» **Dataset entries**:
//! Request handlers, organized by domain

mod obligations;
mod patterns;
mod transactions;

pub use obligations::{list_pattern_obligations, upcoming_obligations};
pub use patterns::{
    delete_pattern, discover_patterns, get_pattern, list_patterns, update_pattern,
};
pub use transactions::{ingest_transaction, list_dead_letters, list_transactions};
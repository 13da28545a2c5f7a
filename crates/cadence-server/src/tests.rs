//! Server API tests

use super::*;
use axum::{
    body::Body,
    http::{Request, StatusCode},
};
use cadence_core::db::Database;
use http_body_util::BodyExt;
use tower::ServiceExt;

struct TestApp {
    app: Router,
    db: Database,
    payee: i64,
    currency: i64,
}

fn setup_test_app() -> TestApp {
    let db = Database::in_memory().unwrap();
    db.upsert_user(1, "asha").unwrap();
    let payee = db.upsert_payee("Sabitha").unwrap();
    let currency = db.upsert_currency("INR").unwrap();
    let app = create_router(db.clone(), ServerConfig::default());
    TestApp {
        app,
        db,
        payee,
        currency,
    }
}

async fn get_body_json(response: axum::response::Response) -> serde_json::Value {
    let bytes = response.into_body().collect().await.unwrap().to_bytes();
    serde_json::from_slice(&bytes).unwrap()
}

fn request(method: &str, uri: &str, body: Option<serde_json::Value>) -> Request<Body> {
    let builder = Request::builder()
        .method(method)
        .uri(uri)
        .header("x-user-id", "1")
        .header("content-type", "application/json");
    match body {
        Some(json) => builder
            .body(Body::from(serde_json::to_string(&json).unwrap()))
            .unwrap(),
        None => builder.body(Body::empty()).unwrap(),
    }
}

async fn ingest(
    t: &TestApp,
    date: &str,
    amount: f64,
    msg: &str,
) -> serde_json::Value {
    let response = t
        .app
        .clone()
        .oneshot(request(
            "POST",
            "/api/transactions",
            Some(serde_json::json!({
                "payee_id": t.payee,
                "direction": "credit",
                "currency_id": t.currency,
                "occurred_at": format!("{}T09:00:00Z", date),
                "amount": amount,
                "source_message_id": msg,
            })),
        ))
        .await
        .unwrap();
    assert_eq!(response.status(), StatusCode::OK);
    get_body_json(response).await
}

#[tokio::test]
async fn test_missing_user_header_is_rejected() {
    let t = setup_test_app();

    let response = t
        .app
        .clone()
        .oneshot(
            Request::builder()
                .uri("/api/patterns")
                .body(Body::empty())
                .unwrap(),
        )
        .await
        .unwrap();

    assert_eq!(response.status(), StatusCode::BAD_REQUEST);
}

#[tokio::test]
async fn test_health() {
    let t = setup_test_app();

    let response = t
        .app
        .clone()
        .oneshot(Request::builder().uri("/health").body(Body::empty()).unwrap())
        .await
        .unwrap();

    assert_eq!(response.status(), StatusCode::OK);
}

#[tokio::test]
async fn test_ingest_reports_duplicates() {
    let t = setup_test_app();

    let first = ingest(&t, "2025-10-31", 16500.0, "dup-check").await;
    assert_eq!(first["duplicate"], false);

    let second = ingest(&t, "2025-10-31", 16500.0, "dup-check").await;
    assert_eq!(second["duplicate"], true);
    assert_eq!(second["transaction_id"], first["transaction_id"]);
}

#[tokio::test]
async fn test_discover_with_no_history_is_empty() {
    let t = setup_test_app();

    let response = t
        .app
        .clone()
        .oneshot(request("POST", "/api/patterns/discover", None))
        .await
        .unwrap();

    assert_eq!(response.status(), StatusCode::OK);
    let json = get_body_json(response).await;
    assert!(json["patterns"].as_array().unwrap().is_empty());
}

#[tokio::test]
async fn test_full_discovery_flow() {
    let t = setup_test_app();
    ingest(&t, "2025-10-31", 16500.0, "s1").await;
    ingest(&t, "2025-12-01", 16500.0, "s2").await;
    ingest(&t, "2025-12-30", 16500.0, "s3").await;

    let response = t
        .app
        .clone()
        .oneshot(request("POST", "/api/patterns/discover", None))
        .await
        .unwrap();
    assert_eq!(response.status(), StatusCode::OK);

    let json = get_body_json(response).await;
    let patterns = json["patterns"].as_array().unwrap();
    assert_eq!(patterns.len(), 1);
    let pattern = &patterns[0]["pattern"];
    assert_eq!(pattern["pattern_case"], "fixed_monthly");
    assert_eq!(pattern["interval_days"], 30);
    assert_eq!(pattern["detection_version"], 1);

    let id = pattern["id"].as_i64().unwrap();

    // Listing includes the payee name and streak
    let response = t
        .app
        .clone()
        .oneshot(request("GET", "/api/patterns", None))
        .await
        .unwrap();
    let listed = get_body_json(response).await;
    assert_eq!(listed.as_array().unwrap().len(), 1);
    assert_eq!(listed[0]["payee"], "Sabitha");
    assert_eq!(listed[0]["streak"]["current_streak"], 3);

    // Detail carries the seeded obligation
    let response = t
        .app
        .clone()
        .oneshot(request("GET", &format!("/api/patterns/{}", id), None))
        .await
        .unwrap();
    let detail = get_body_json(response).await;
    let obligations = detail["recent_obligations"].as_array().unwrap();
    assert_eq!(obligations.len(), 1);
    assert_eq!(obligations[0]["expected_date"], "2026-01-29");
    assert_eq!(obligations[0]["tolerance_days"], 3);

    // Upcoming feed sees it too (the expected date is in the past by the
    // time tests run, which still counts as due)
    let response = t
        .app
        .clone()
        .oneshot(request("GET", "/api/obligations/upcoming?days=30", None))
        .await
        .unwrap();
    let upcoming = get_body_json(response).await;
    assert_eq!(upcoming.as_array().unwrap().len(), 1);
    assert_eq!(upcoming[0]["payee"], "Sabitha");
}

#[tokio::test]
async fn test_discovery_single_flight_releases_between_requests() {
    let t = setup_test_app();

    // The per-user guard is released at the end of each request, so
    // sequential discoveries never conflict
    for _ in 0..2 {
        let response = t
            .app
            .clone()
            .oneshot(request("POST", "/api/patterns/discover", None))
            .await
            .unwrap();
        assert_eq!(response.status(), StatusCode::OK);
    }
}

#[tokio::test]
async fn test_pattern_lifecycle_actions() {
    let t = setup_test_app();
    ingest(&t, "2025-10-31", 16500.0, "s1").await;
    ingest(&t, "2025-12-01", 16500.0, "s2").await;
    ingest(&t, "2025-12-30", 16500.0, "s3").await;

    let response = t
        .app
        .clone()
        .oneshot(request("POST", "/api/patterns/discover", None))
        .await
        .unwrap();
    let json = get_body_json(response).await;
    let id = json["patterns"][0]["pattern"]["id"].as_i64().unwrap();

    // Pause
    let response = t
        .app
        .clone()
        .oneshot(request(
            "PATCH",
            &format!("/api/patterns/{}", id),
            Some(serde_json::json!({"action": "pause"})),
        ))
        .await
        .unwrap();
    assert_eq!(response.status(), StatusCode::OK);
    let pattern = t.db.get_pattern(id).unwrap().unwrap();
    assert_eq!(
        pattern.status,
        cadence_core::models::PatternStatus::Paused
    );

    // Unknown action is invalid
    let response = t
        .app
        .clone()
        .oneshot(request(
            "PATCH",
            &format!("/api/patterns/{}", id),
            Some(serde_json::json!({"action": "explode"})),
        ))
        .await
        .unwrap();
    assert_eq!(response.status(), StatusCode::BAD_REQUEST);

    // Delete without confirmation archives
    let response = t
        .app
        .clone()
        .oneshot(request("DELETE", &format!("/api/patterns/{}", id), None))
        .await
        .unwrap();
    assert_eq!(response.status(), StatusCode::OK);
    let pattern = t.db.get_pattern(id).unwrap().unwrap();
    assert_eq!(
        pattern.status,
        cadence_core::models::PatternStatus::Archived
    );

    // Confirmed delete cascades for real
    let response = t
        .app
        .clone()
        .oneshot(request(
            "DELETE",
            &format!("/api/patterns/{}?confirm=true", id),
            None,
        ))
        .await
        .unwrap();
    assert_eq!(response.status(), StatusCode::OK);
    assert!(t.db.get_pattern(id).unwrap().is_none());
}

#[tokio::test]
async fn test_foreign_pattern_is_invisible() {
    let t = setup_test_app();
    ingest(&t, "2025-10-31", 16500.0, "s1").await;
    ingest(&t, "2025-12-01", 16500.0, "s2").await;
    ingest(&t, "2025-12-30", 16500.0, "s3").await;

    let response = t
        .app
        .clone()
        .oneshot(request("POST", "/api/patterns/discover", None))
        .await
        .unwrap();
    let json = get_body_json(response).await;
    let id = json["patterns"][0]["pattern"]["id"].as_i64().unwrap();

    // A different caller cannot see it
    t.db.upsert_user(2, "rahul").unwrap();
    let response = t
        .app
        .clone()
        .oneshot(
            Request::builder()
                .uri(format!("/api/patterns/{}", id))
                .header("x-user-id", "2")
                .body(Body::empty())
                .unwrap(),
        )
        .await
        .unwrap();
    assert_eq!(response.status(), StatusCode::NOT_FOUND);
}

#[tokio::test]
async fn test_invalid_status_filter_rejected() {
    let t = setup_test_app();

    let response = t
        .app
        .clone()
        .oneshot(request("GET", "/api/patterns?status=bogus", None))
        .await
        .unwrap();
    assert_eq!(response.status(), StatusCode::BAD_REQUEST);
}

» **WHAT YOU ARE ASKED TO DO**: What is needed is every line of the records above that contains the word "format".

» **EXERCISE OUTPUT**:
                "occurred_at": format!("{}T09:00:00Z", date),
        .oneshot(request("GET", &format!("/api/patterns/{}", id), None))
            &format!("/api/patterns/{}", id),
            &format!("/api/patterns/{}", id),
        .oneshot(request("DELETE", &format!("/api/patterns/{}", id), None))
            &format!("/api/patterns/{}?confirm=true", id),
                .uri(format!("/api/patterns/{}", id))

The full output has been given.